What to work on: Go through the data and count the lines holding the string "math". Write only the number.

*** Data for the task ***

//! Imports, exports, forwarding and built-in modules.

use crate::*;
use kiln_ast::{ParseResult, TreeBuilder};
use pretty_assertions::assert_eq;
use std::path::Path;

const THEME: &str = "/styles/theme.kiln";

fn reduce_file<F>(file: &str, registry: &StaticRegistry, build: F) -> Result<ReducedFile, CompileError>
where
    F: FnOnce(&mut TreeBuilder) -> ParseResult<()>,
{
    let mut builder = TreeBuilder::new();
    build(&mut builder).unwrap();
    Reducer::new(file, builder.finish(), registry).reduce()
}

/// Registry holding `/styles/theme.kiln`.
fn with_theme() -> StaticRegistry {
    let mut registry = StaticRegistry::new();
    let theme = reduce_file(THEME, &registry, |b| {
        b.export_var("primary", "#336699")?;
        b.var("private", "1px")?;
        b.export_mixin("button", "$pad: 4px", |b| {
            b.decl("padding", "$pad")?;
            b.decl("color", "$primary")?;
            Ok(())
        })?;
        b.rule(".base", |b| {
            b.decl("margin", "0")?;
            Ok(())
        })?;
        Ok(())
    })
    .unwrap();
    registry.insert(theme.members);
    registry
}

fn app<F>(registry: &StaticRegistry, build: F) -> Result<ReducedFile, CompileError>
where
    F: FnOnce(&mut TreeBuilder) -> ParseResult<()>,
{
    reduce_file("/styles/app.kiln", registry, build)
}

#[test]
fn test_named_import_with_alias() {
    let registry = with_theme();
    let out = app(&registry, |b| {
        b.import_named("./theme.kiln", &["$primary", "$primary as $brand"])?;
        b.rule(".a", |b| {
            b.decl("color", "$primary")?;
            b.decl("border-color", "$brand")?;
            Ok(())
        })?;
        Ok(())
    })
    .unwrap();
    assert_eq!(
        out.css(),
        ".a {\n  color: #336699;\n  border-color: #336699;\n}\n"
    );
}

#[test]
fn test_namespace_import_of_variables_and_mixins() {
    let registry = with_theme();
    let out = app(&registry, |b| {
        b.import_namespace("./theme.kiln", "theme")?;
        b.rule(".a", |b| {
            b.include("theme.button", "8px")?;
            b.decl("outline-color", "theme.$primary")?;
            Ok(())
        })?;
        Ok(())
    })
    .unwrap();
    assert_eq!(
        out.css(),
        ".a {\n  padding: 8px;\n  color: #336699;\n  outline-color: #336699;\n}\n"
    );
}

#[test]
fn test_glob_import() {
    let registry = with_theme();
    let out = app(&registry, |b| {
        b.import_glob("./theme.kiln")?;
        b.rule(".a", |b| {
            b.include("button", "")?;
            Ok(())
        })?;
        Ok(())
    })
    .unwrap();
    assert_eq!(out.css(), ".a {\n  padding: 4px;\n  color: #336699;\n}\n");
}

#[test]
fn test_imported_members_keep_their_provenance() {
    let registry = with_theme();
    let mut builder = TreeBuilder::new();
    builder.import_glob("./theme.kiln").unwrap();
    builder.export_names(&["$primary"]).unwrap();
    let out = Reducer::new("/styles/app.kiln", builder.finish(), &registry)
        .reduce()
        .unwrap();
    assert_eq!(
        out.members.get("$primary").unwrap().provenance(),
        Some(Path::new(THEME))
    );
}

#[test]
fn test_private_bindings_are_not_exported() {
    let registry = with_theme();
    let err = app(&registry, |b| {
        b.import_named("./theme.kiln", &["$private"])?;
        Ok(())
    })
    .unwrap_err();
    assert_eq!(err.message(), "./theme.kiln does not export $private");
    assert_eq!(err.kind(), ErrorKind::UnresolvedReference);
}

#[test]
fn test_parent_relative_specifier() {
    let registry = with_theme();
    let out = reduce_file("/styles/pages/home.kiln", &registry, |b| {
        b.import_named("../theme.kiln", &["$primary"])?;
        b.rule(".hero", |b| {
            b.decl("background", "$primary")?;
            Ok(())
        })?;
        Ok(())
    })
    .unwrap();
    assert_eq!(out.css(), ".hero {\n  background: #336699;\n}\n");
}

#[test]
fn test_unknown_module() {
    let err = app(&StaticRegistry::new(), |b| {
        b.import_namespace("nope", "nope")?;
        Ok(())
    })
    .unwrap_err();
    assert_eq!(err.message(), "Unknown module nope");
}

#[test]
fn test_builtin_modules() {
    let out = app(&StaticRegistry::new(), |b| {
        b.import_namespace("math", "math")?;
        b.import_named("math", &["floor"])?;
        b.import_namespace("color", "color")?;
        b.rule(".a", |b| {
            b.decl("width", "math.round(1.6px)")?;
            b.decl("z-index", "floor(2.7)")?;
            b.decl("opacity", "color.alpha(color.rgba(#000, 0.5))")?;
            Ok(())
        })?;
        Ok(())
    })
    .unwrap();
    assert_eq!(
        out.css(),
        ".a {\n  width: 2px;\n  z-index: 2;\n  opacity: 0.5;\n}\n"
    );
}

#[test]
fn test_builtins_need_an_import() {
    let err = app(&StaticRegistry::new(), |b| {
        b.rule(".a", |b| {
            b.decl("width", "math.round(1.6px)")?;
            Ok(())
        })?;
        Ok(())
    })
    .unwrap_err();
    assert_eq!(err.message(), "Undefined function math.round");
}

#[test]
fn test_export_names_with_alias() {
    let out = app(&StaticRegistry::new(), |b| {
        b.var("gap", "4px")?;
        b.export_names(&["$gap", "$gap as $spacing"])?;
        Ok(())
    })
    .unwrap();
    let members = &out.members;
    let gap = members.get("$gap").and_then(Member::as_variable).unwrap();
    assert_eq!(gap.to_string(), "4px");
    assert!(members.get("$spacing").is_some());
}

#[test]
fn test_export_of_unbound_name() {
    let err = app(&StaticRegistry::new(), |b| {
        b.export_names(&["$nope"])?;
        Ok(())
    })
    .unwrap_err();
    assert_eq!(err.message(), "Cannot export $nope because it is not defined");
}

#[test]
fn test_export_inside_a_block() {
    let err = app(&StaticRegistry::new(), |b| {
        b.rule(".a", |b| {
            b.export_var("gap", "1px")?;
            Ok(())
        })?;
        Ok(())
    })
    .unwrap_err();
    assert_eq!(err.message(), "@export is only allowed at the top level");
}

#[test]
fn test_forwarding_everything() {
    let mut registry = with_theme();
    let index = reduce_file("/styles/index.kiln", &registry, |b| {
        b.export_forward("./theme.kiln", None)?;
        Ok(())
    })
    .unwrap();
    assert!(index.members.get("button").is_some());
    assert_eq!(
        index.members.get("$primary").unwrap().provenance(),
        Some(Path::new(THEME))
    );
    registry.insert(index.members);

    let out = app(&registry, |b| {
        b.import_named("./index.kiln", &["button"])?;
        b.rule(".a", |b| {
            b.include("button", "$pad: 2px")?;
            Ok(())
        })?;
        Ok(())
    })
    .unwrap();
    assert_eq!(out.css(), ".a {\n  padding: 2px;\n  color: #336699;\n}\n");
}

#[test]
fn test_forwarding_selected_names() {
    let registry = with_theme();
    let index = reduce_file("/styles/index.kiln", &registry, |b| {
        b.export_forward("./theme.kiln", Some(&["$primary as $brand"][..]))?;
        Ok(())
    })
    .unwrap();
    assert!(index.members.get("$brand").is_some());
    assert!(index.members.get("$primary").is_none());
    assert!(index.members.get("button").is_none());
}

#[test]
fn test_composes_from_another_file() {
    let registry = with_theme();
    let out = app(&registry, |b| {
        b.rule(".button", |b| {
            b.decl("composes", "base from \"./theme.kiln\"")?;
            b.decl("color", "red")?;
            Ok(())
        })?;
        Ok(())
    })
    .unwrap();
    assert_eq!(
        out.members.class("button").unwrap(),
        &["button".to_string(), "base".to_string()]
    );

    let err = app(&registry, |b| {
        b.rule(".button", |b| {
            b.decl("composes", "missing from \"./theme.kiln\"")?;
            Ok(())
        })?;
        Ok(())
    })
    .unwrap_err();
    assert_eq!(err.message(), "./theme.kiln does not export missing");
}
// Copyright 2025 Irreducible Inc.

use crate::{codec::ExponentCodec, error::Error};
use mpoly_utils::ensure;

/// Packs the exponent vector of the `i`-th ring generator: exponent 1 at
/// position `i`, 0 elsewhere, and a total-degree field of 1 under graded
/// orders.
///
/// When the whole monomial fits one word the packed form is built directly
/// from two shifts; otherwise the unit vector goes through the general codec.
/// Both paths produce identical words.
pub fn unit_monomial(codec: &ExponentCodec, i: usize) -> Result<Vec<u64>, Error> {
	let layout = codec.layout();
	ensure!(
		i < layout.nvars(),
		Error::VariableOutOfRange {
			index: i,
			max: layout.nvars(),
		}
	);

	if codec.words_per_monomial() == 1 {
		return Ok(vec![unit_monomial_word(codec, i)]);
	}

	let mut exponents = vec![0; layout.nvars()];
	exponents[i] = 1;
	codec.encode(&exponents)
}

/// Single-word fast path: the variable's field and, under graded orders, the
/// degree field each hold 1, so the word is two shifted bits.
fn unit_monomial_word(codec: &ExponentCodec, i: usize) -> u64 {
	let bits = codec.width().bits();
	let fields = codec.width().fields_per_word();
	let layout = codec.layout();

	let mut word = 1u64 << ((fields - 1 - layout.slot_of_var(i)) * bits);
	if layout.order().is_graded() {
		word |= 1u64 << ((fields - 1) * bits);
	}
	word
}

#[cfg(test)]
mod tests {
	use super::*;
	use crate::{
		layout::{MonomialLayout, TermOrder},
		width::FieldWidth,
	};
	use assert_matches::assert_matches;

	const ALL_ORDERS: [TermOrder; 3] = [TermOrder::Lex, TermOrder::DegLex, TermOrder::DegRevLex];

	#[test]
	fn test_unit_monomial_decodes_to_unit_vector() {
		for order in ALL_ORDERS {
			for width in FieldWidth::ALL {
				for nvars in [1, 3, 9] {
					let codec = ExponentCodec::new(MonomialLayout::new(nvars, order), width);
					for i in 0..nvars {
						let words = unit_monomial(&codec, i).unwrap();
						let decoded = codec.decode(&words).unwrap();
						let mut expected = vec![0; nvars];
						expected[i] = 1;
						assert_eq!(decoded.exponents, expected);
						assert_eq!(decoded.degree, order.is_graded().then_some(1));
					}
				}
			}
		}
	}

	#[test]
	fn test_fast_path_matches_general_path() {
		for order in ALL_ORDERS {
			for width in [FieldWidth::W8, FieldWidth::W16, FieldWidth::W32] {
				let codec = ExponentCodec::new(MonomialLayout::new(3, order), width);
				if codec.words_per_monomial() != 1 {
					continue;
				}
				for i in 0..3 {
					let mut exponents = vec![0; 3];
					exponents[i] = 1;
					assert_eq!(
						unit_monomial(&codec, i).unwrap(),
						codec.encode(&exponents).unwrap()
					);
				}
			}
		}
	}

	#[test]
	fn test_multiword_unit_monomial() {
		// 11 slots at 32 bits is a six-word monomial; the builder must not
		// reject it the way the single-word fast path alone would.
		let codec = ExponentCodec::new(MonomialLayout::new(10, TermOrder::DegRevLex), FieldWidth::W32);
		assert_eq!(codec.words_per_monomial(), 6);
		let words = unit_monomial(&codec, 4).unwrap();
		let decoded = codec.decode(&words).unwrap();
		assert_eq!(decoded.exponents, vec![0, 0, 0, 0, 1, 0, 0, 0, 0, 0]);
		assert_eq!(decoded.degree, Some(1));
	}

	#[test]
	fn test_variable_out_of_range() {
		let codec = ExponentCodec::new(MonomialLayout::new(3, TermOrder::Lex), FieldWidth::W8);
		assert_matches!(
			unit_monomial(&codec, 3),
			Err(Error::VariableOutOfRange { index: 3, max: 3 })
		);
	}
}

*** End of Data for the task ***

Exercise answer: 5